Anyway I'd taken a small break and doing something else in the same area, when I

heard a strange sound like something scrambing up a tree nearby; slipping and 

falling.into the water. Initially thought it was just a squirrel, but then realized that I'd 

never seen one out that far from 'dry' land. Didn't have my glasses on and the critter 

was about 135-150 feet away, but as I watched the area, saw a wild mink emerge

from the water and re-attempted his earlier scramble back up the tree and continue

climbing to the top; about 12 feet up. Decided to move closer to investigate further,

as I'd never seen a wild mink out and about at 4:30pm; in broad daylight no less!
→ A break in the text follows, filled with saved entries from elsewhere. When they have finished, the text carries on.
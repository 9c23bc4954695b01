//! **iconsnake**: Snake played with the real icons of the Windows desktop.
//!
//! The desktop's own icons become the snake, the food and the border.  The
//! grid is inferred from where the icons currently sit, the game moves
//! icons by rewriting their positions inside Explorer, and the original
//! layout is written back when the game ends, however it ends.
//!
//! # Architecture
//!
//! The crate is organised around two core traits:
//!
//! * [`traits::IconHost`]: reads and writes icon positions, so calibration,
//!   the snapshot and the engine are not coupled to Win32.
//! * [`traits::InputSource`]: reports the current key state, so the game
//!   loop is not coupled to any specific keyboard API.
//!
//! [`session::Session`] drives the lifecycle on top of them.  The Win32
//! backends live in `desktop` and are only built on Windows.

pub mod command;
pub mod config;
#[cfg(windows)]
pub mod desktop;
pub mod game;
pub mod grid;
pub mod session;
pub mod snapshot;
pub mod traits;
As I approached to around 25-30 feet, he got nervous and dove out of the lower 

branches and disappeared into the thick grasses. Knew we had weasels out there, 

as have seen them both alive and dead, but this mink, was a special treat.:dance:


----------



## oth47 (Jan 11, 2008)

I've never seen a mink on dry land..I've been blessed to see several in the water.Seeing a live mink is something special that most folks never get to see.


----------



## Bearfootfarm (Jul 13, 2006)

I once watched one chasing a couple of young muskrats around


----------



## tinknal (May 21, 2004)

I've seen them crossing roads near water before. One deer hunting season a gang of ermine entertained me for the entire season laying waste to a gut pile near my stand.


----------



## Paquebot (May 10, 2002)

We caught a female mink early this year in a leghold set for anything trying to get at the pigeons. This is in the city and over a mile to the nearest storm sewer drainage ditch. It was only the second time in almost 50 years.

Martin


----------